Trinity, Incarnation, and salvation
Posted: Sat Dec 24, 2022 9:53 am
One more good one...
https://snemes2.substack.com/p/trinity- ... -salvation
Trinity, Incarnation, and salvation
Some persons are convinced that persons who do not accept the catholic doctrines of Trinity and Incarnation are not actually Christians and thus are not saved. Of course, this is hardly a new opinion in the history of Christianity. The Quicunque Vult (or so-called “Athanasian Creed”) asserted this point of view around fifteen hundred years ago. This document says that whoever wants to be saved must hold to “the catholic faith” before all else, and it proceeds to define this “catholic faith” in terms of the Nicene-Chalcedonian doctrines of Trinity and Incarnation. It ends with these ominous words: “This is the catholic faith, which unless a person will have believed it faithfully and firmly, it will not be possible for him to be saved.”
Is there any reason to accept this point of view? I do not think so. Quite to the contrary, I think the “Athanasian Creed” could (perhaps a bit uncharitably) be described as a terroristic document. It threatens people with damnation unless they are willingly to believe “faithfully and firmly” such incomprehensible sentences as this: “So the Father is God, the Son is God, and the Holy Ghost is God, and yet they are not three Gods, but one God.” Theologians who have studied these issues in detail know that it is far from obvious that sentences like these make any sense. Karl Rahner, for example, wrote that the doctrine of the Trinity is an absolute mystery that we do not understand even after it has been revealed (The Trinity, p. 50). But what else should one call it, then, when people are threatened with hellfire for their inability or unwillingness to believe things that even the most renowned theologians of the past century cannot agree about or make sense of?

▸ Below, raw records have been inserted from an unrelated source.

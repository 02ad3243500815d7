//! Shared test support: a scriptable negotiation engine
#![allow(dead_code)]

use async_trait::async_trait;
use std::sync::atomic::{AtomicBool, Ordering};
use std::sync::{Arc, Mutex};
use wsrtc_signaling::engine::{EngineEvent, EngineFactory, EngineObserver, NegotiationEngine};
use wsrtc_signaling::{Error, IceCandidate, Result, SdpKind, SessionDescription};

/// One recorded engine call
#[derive(Debug, Clone, PartialEq)]
pub enum EngineOp {
    CreateOffer,
    SetLocal(String),
    SetRemote(String),
    AddCandidate(String),
    Close,
}

/// Negotiation engine that records calls and lets tests fire observer events
pub struct MockEngine {
    ops: Mutex<Vec<EngineOp>>,
    observer: Mutex<Option<EngineObserver>>,
    pub fail_create_offer: AtomicBool,
    pub fail_set_local: AtomicBool,
    pub fail_set_remote: AtomicBool,
    pub fail_add_candidate: AtomicBool,
}

impl MockEngine {
    pub fn new() -> Arc<Self> {
        Arc::new(Self {
            ops: Mutex::new(Vec::new()),
            observer: Mutex::new(None),
            fail_create_offer: AtomicBool::new(false),
            fail_set_local: AtomicBool::new(false),
            fail_set_remote: AtomicBool::new(false),
            fail_add_candidate: AtomicBool::new(false),
        })
    }

    pub fn ops(&self) -> Vec<EngineOp> {
        self.ops.lock().unwrap().clone()
    }

    pub fn has_observer(&self) -> bool {
        self.observer.lock().unwrap().is_some()
    }

    /// Fire an observer event the way a real engine would, off-lock
    pub async fn emit(&self, event: EngineEvent) {
        let fut = {
            let guard = self.observer.lock().unwrap();
            guard.as_ref().map(|observer| observer(event))
        };
        if let Some(fut) = fut {
            fut.await;
        }
    }

    fn record(&self, op: EngineOp) {
        self.ops.lock().unwrap().push(op);
    }
}

#[async_trait]
impl NegotiationEngine for MockEngine {
    async fn create_offer(&self) -> Result<SessionDescription> {
        if self.fail_create_offer.load(Ordering::SeqCst) {
            return Err(Error::EngineError("mock offer failure".to_string()));
        }
        self.record(EngineOp::CreateOffer);
        Ok(SessionDescription {
            kind: SdpKind::Offer,
            sdp: "v=0\r\nmock-offer\r\n".to_string(),
        })
    }

    async fn create_answer(&self) -> Result<SessionDescription> {
        Ok(SessionDescription {
            kind: SdpKind::Answer,
            sdp: "v=0\r\nmock-answer\r\n".to_string(),
        })
    }

    async fn set_local_description(&self, desc: SessionDescription) -> Result<()> {
        if self.fail_set_local.load(Ordering::SeqCst) {
            return Err(Error::EngineError("mock set-local failure".to_string()));
        }
        self.record(EngineOp::SetLocal(desc.sdp));
        Ok(())
    }

    async fn set_remote_description(&self, desc: SessionDescription) -> Result<()> {
        if self.fail_set_remote.load(Ordering::SeqCst) {
            return Err(Error::EngineError("mock set-remote failure".to_string()));
        }
        self.record(EngineOp::SetRemote(desc.sdp));
        Ok(())
    }

    async fn add_ice_candidate(&self, candidate: IceCandidate) -> Result<()> {
        if self.fail_add_candidate.load(Ordering::SeqCst) {
            return Err(Error::EngineError("mock candidate failure".to_string()));
        }
        self.record(EngineOp::AddCandidate(candidate.sdp));
        Ok(())
    }

    fn register_observer(&self, observer: EngineObserver) -> Result<()> {
        let mut guard = self.observer.lock().unwrap();
        if guard.is_some() {
            return Err(Error::HandlerAlreadyRegistered(
                "mock observer already registered".to_string(),
            ));
        }
        *guard = Some(observer);
        Ok(())
    }

    async fn close(&self) -> Result<()> {
        self.record(EngineOp::Close);
        Ok(())
    }
}

/// Factory handing out [`MockEngine`]s and remembering every one it created
#[derive(Default)]
pub struct MockEngineFactory {
    engines: Mutex<Vec<Arc<MockEngine>>>,
    pub fail_create: AtomicBool,
}

impl MockEngineFactory {
    pub fn new() -> Arc<Self> {
        Arc::new(Self::default())
    }

    pub fn created(&self) -> Vec<Arc<MockEngine>> {
        self.engines.lock().unwrap().clone()
    }
}

#[async_trait]
impl EngineFactory for MockEngineFactory {
    async fn create(&self, ice_servers: &[String]) -> Result<Arc<dyn NegotiationEngine>> {
        if self.fail_create.load(Ordering::SeqCst) {
            return Err(Error::EngineError("mock factory failure".to_string()));
        }
        if ice_servers.is_empty() {
            return Err(Error::InvalidConfig("ICE server list is empty".to_string()));
        }
        let engine = MockEngine::new();
        self.engines.lock().unwrap().push(Arc::clone(&engine));
        Ok(engine)
    }
}

/// A plausible host candidate for tests
pub fn host_candidate(n: u16) -> IceCandidate {
    IceCandidate {
        sdp_mid: "0".to_string(),
        sdp_mline_index: 0,
        sdp: format!("candidate:{n} 1 UDP 2122252543 10.0.0.{n} 5000{n} typ host"),
    }
}

/// A remote answer description
pub fn remote_answer() -> SessionDescription {
    SessionDescription {
        kind: SdpKind::Answer,
        sdp: "v=0\r\nremote-answer\r\n".to_string(),
    }
}
//! Configuration types for the signaling server

use serde::{Deserialize, Serialize};
use std::net::SocketAddr;

/// Main configuration for the signaling server
#[derive(Debug, Clone, Serialize, Deserialize)]
pub struct SignalingConfig {
    /// Address to bind the WebSocket listener to
    pub bind_addr: String,

    /// Port to listen on (0 picks an ephemeral port)
    pub port: u16,

    /// ICE server URLs handed to each peer connection (at least one required)
    pub ice_servers: Vec<String>,
}

impl Default for SignalingConfig {
    fn default() -> Self {
        Self {
            bind_addr: "0.0.0.0".to_string(),
            port: 8080,
            ice_servers: vec!["stun:stun.l.google.com:19302".to_string()],
        }
    }
}

impl SignalingConfig {
    /// Validate configuration parameters
    ///
    /// # Errors
    ///
    /// Returns an error if:
    /// - `ice_servers` is empty
    /// - an ICE server URL has an unknown scheme
    /// - `bind_addr`/`port` do not form a valid socket address
    pub fn validate(&self) -> crate::Result<()> {
        use crate::Error;

        if self.ice_servers.is_empty() {
            return Err(Error::InvalidConfig(
                "At least one ICE server is required".to_string(),
            ));
        }

        for url in &self.ice_servers {
            let known_scheme = url.starts_with("stun:")
                || url.starts_with("stuns:")
                || url.starts_with("turn:")
                || url.starts_with("turns:");
            if !known_scheme {
                return Err(Error::InvalidConfig(format!(
                    "ICE server URL must use stun/stuns/turn/turns scheme, got {}",
                    url
                )));
            }
        }

        self.socket_addr()?;

        Ok(())
    }

    /// Resolve the configured bind address
    pub fn socket_addr(&self) -> crate::Result<SocketAddr> {
        format!("{}:{}", self.bind_addr, self.port)
            .parse()
            .map_err(|e| {
                crate::Error::InvalidConfig(format!(
                    "invalid bind address {}:{}: {}",
                    self.bind_addr, self.port, e
                ))
            })
    }
}
//! Inbound message routing
//!
//! The router classifies raw text frames from the control channel into
//! typed [`InboundMessage`]s and dispatches them to the addressed session.
//! Unknown message kinds and messages for unknown tokens are logged and
//! dropped; the connection survives them.

use crate::protocol::InboundMessage;
use crate::registry::SessionRegistry;
use crate::{Error, Result};
use std::sync::Arc;
use tracing::{debug, warn};

/// Routes classified signaling messages to registered sessions
pub struct MessageRouter {
    registry: Arc<SessionRegistry>,
}

impl MessageRouter {
    /// Create a router over the given registry
    pub fn new(registry: Arc<SessionRegistry>) -> Self {
        Self { registry }
    }

    /// Classify a raw frame into a typed message
    ///
    /// Returns `Ok(None)` for well-formed envelopes whose `message_type` is
    /// not part of the protocol. A known kind with a malformed payload is a
    /// `Parse` error.
    pub fn classify(raw: &str) -> Result<Option<InboundMessage>> {
        let value: serde_json::Value = serde_json::from_str(raw)
            .map_err(|e| Error::Parse(format!("invalid JSON envelope: {}", e)))?;

        let kind = value
            .get("message_type")
            .and_then(|v| v.as_str())
            .map(str::to_owned)
            .ok_or_else(|| Error::Parse("envelope has no message_type".to_string()))?;

        match kind.as_str() {
            "offer" | "answer" | "iceCandidate" => {
                let message = serde_json::from_value(value).map_err(|e| {
                    Error::Parse(format!("malformed {} payload: {}", kind, e))
                })?;
                Ok(Some(message))
            }
            other => {
                warn!(message_type = %other, "ignoring unknown message kind");
                Ok(None)
            }
        }
    }

    /// Classify and apply one raw frame
    ///
    /// Recoverable failures are reported to the addressed session's peer and
    /// swallowed; only session-fatal errors propagate, so the caller can tear
    /// the connection down.
    pub async fn dispatch(&self, raw: &str) -> Result<()> {
        let message = match Self::classify(raw) {
            Ok(Some(message)) => message,
            Ok(None) => return Ok(()),
            Err(e) => {
                warn!("dropping unparseable frame: {}", e);
                return Ok(());
            }
        };

        let session = match self.registry.get(message.token()).await {
            Ok(session) => session,
            Err(e) => {
                warn!(
                    token = %message.token(),
                    kind = %message.kind(),
                    "dropping message for unknown session: {}",
                    e
                );
                return Ok(());
            }
        };

        let outcome = match message {
            // The server is always the offerer; a client offer has no
            // defined behavior on this channel.
            InboundMessage::Offer { token, .. } => {
                debug!(session_id = %token, "ignoring client-initiated offer");
                Ok(())
            }
            InboundMessage::Answer { answer, .. } => session.apply_remote_answer(answer).await,
            InboundMessage::IceCandidate { candidate, .. } => {
                session.add_remote_candidate(candidate).await
            }
        };

        match outcome {
            Ok(()) => Ok(()),
            Err(e) if e.is_session_fatal() => {
                session.notify_error(e.to_string());
                Err(e)
            }
            Err(e) => {
                debug!(session_id = %session.id(), "recoverable dispatch error: {}", e);
                session.notify_error(e.to_string());
                Ok(())
            }
        }
    }
}

#[cfg(test)]
mod tests {
    use super::*;
    use crate::protocol::SdpKind;

    #[test]
    fn test_classify_answer() {
        let raw = r#"{"message_type":"answer","token":"T","answer":{"type":"answer","sdp":"v=0"}}"#;
        let message = MessageRouter::classify(raw).unwrap().unwrap();

        match message {
            InboundMessage::Answer { token, answer } => {
                assert_eq!(token, "T");
                assert_eq!(answer.kind, SdpKind::Answer);
            }
            other => panic!("expected answer, got {:?}", other),
        }
    }

    #[test]
    fn test_classify_unknown_kind_is_none() {
        let raw = r#"{"message_type":"ping","token":"T"}"#;
        assert!(MessageRouter::classify(raw).unwrap().is_none());
    }

    #[test]
    fn test_classify_missing_kind_is_parse_error() {
        let raw = r#"{"token":"T"}"#;
        let err = MessageRouter::classify(raw).unwrap_err();
        assert!(matches!(err, Error::Parse(_)));
    }

    #[test]
    fn test_classify_known_kind_malformed_payload() {
        // iceCandidate without the candidate fields
        let raw = r#"{"message_type":"iceCandidate","token":"T"}"#;
        let err = MessageRouter::classify(raw).unwrap_err();
        assert!(matches!(err, Error::Parse(_)));
    }

    #[test]
    fn test_classify_non_json_frame() {
        assert!(MessageRouter::classify("not json").is_err());
    }

    #[tokio::test]
    async fn test_dispatch_unknown_token_dropped() {
        let router = MessageRouter::new(Arc::new(SessionRegistry::new()));
        let raw = r#"{"message_type":"answer","token":"nope","answer":{"type":"answer","sdp":"v=0"}}"#;
        // Unknown sessions never tear the connection down
        router.dispatch(raw).await.unwrap();
    }

    #[tokio::test]
    async fn test_dispatch_garbage_dropped() {
        let router = MessageRouter::new(Arc::new(SessionRegistry::new()));
        router.dispatch("{{{{").await.unwrap();
    }
}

I think that the picture of salvation presented in the Bible is rather different. I will give one example that I think is uniquely illustrative, namely the story of Jesus and Zacchaeus from the Gospel of Luke 19:1–10. Jesus is passing through Jericho when a very rich tax collector Zacchaeus hears about it. He goes to see Jesus, but because the crowd is so great and he is so short of stature, he climbs up a tree in order to be able to see the Lord better. Jesus calls him down and tells him that he has to stay at Zacchaeus’s house for the day. Zacchaeus hurries down and is happy to welcome Jesus into his house. The people gathered around start to grumble at the fact that Jesus is going into the house of a notorious sinner like Zacchaeus. But Zacchaeus himself tells Jesus that he will give half of his possessions to the poor and repay fourfold anyone he has defrauded. In response to Zacchaeus’s words, Jesus says: “Today salvation has come to this house, because he, too, is a son of Abraham. For the Son of Man came to seek out and to save the lost” (v. 10).
What does this passage teach us about salvation? It seems to me that the image is a very simple and clear one. Salvation is a condition of the heart. Salvation “enters into the house of Zacchaeus” when, in response to Jesus’s preaching about God the Father and his kingdom, he determines to live in righteousness and peace with God and with others. He no longer thinks of others as persons whom he can abuse and defraud for his own personal gain, but rather sees his riches as gifts of God by which he can help those who are less fortunate. In a word, Zacchaeus’s salvation consists in his entering into a condition of lived harmony with God, with others, and with himself through Jesus’s teaching. It is a change in his life and way of experiencing himself and everything else; he is put back “in tune” with the world that God wants to create.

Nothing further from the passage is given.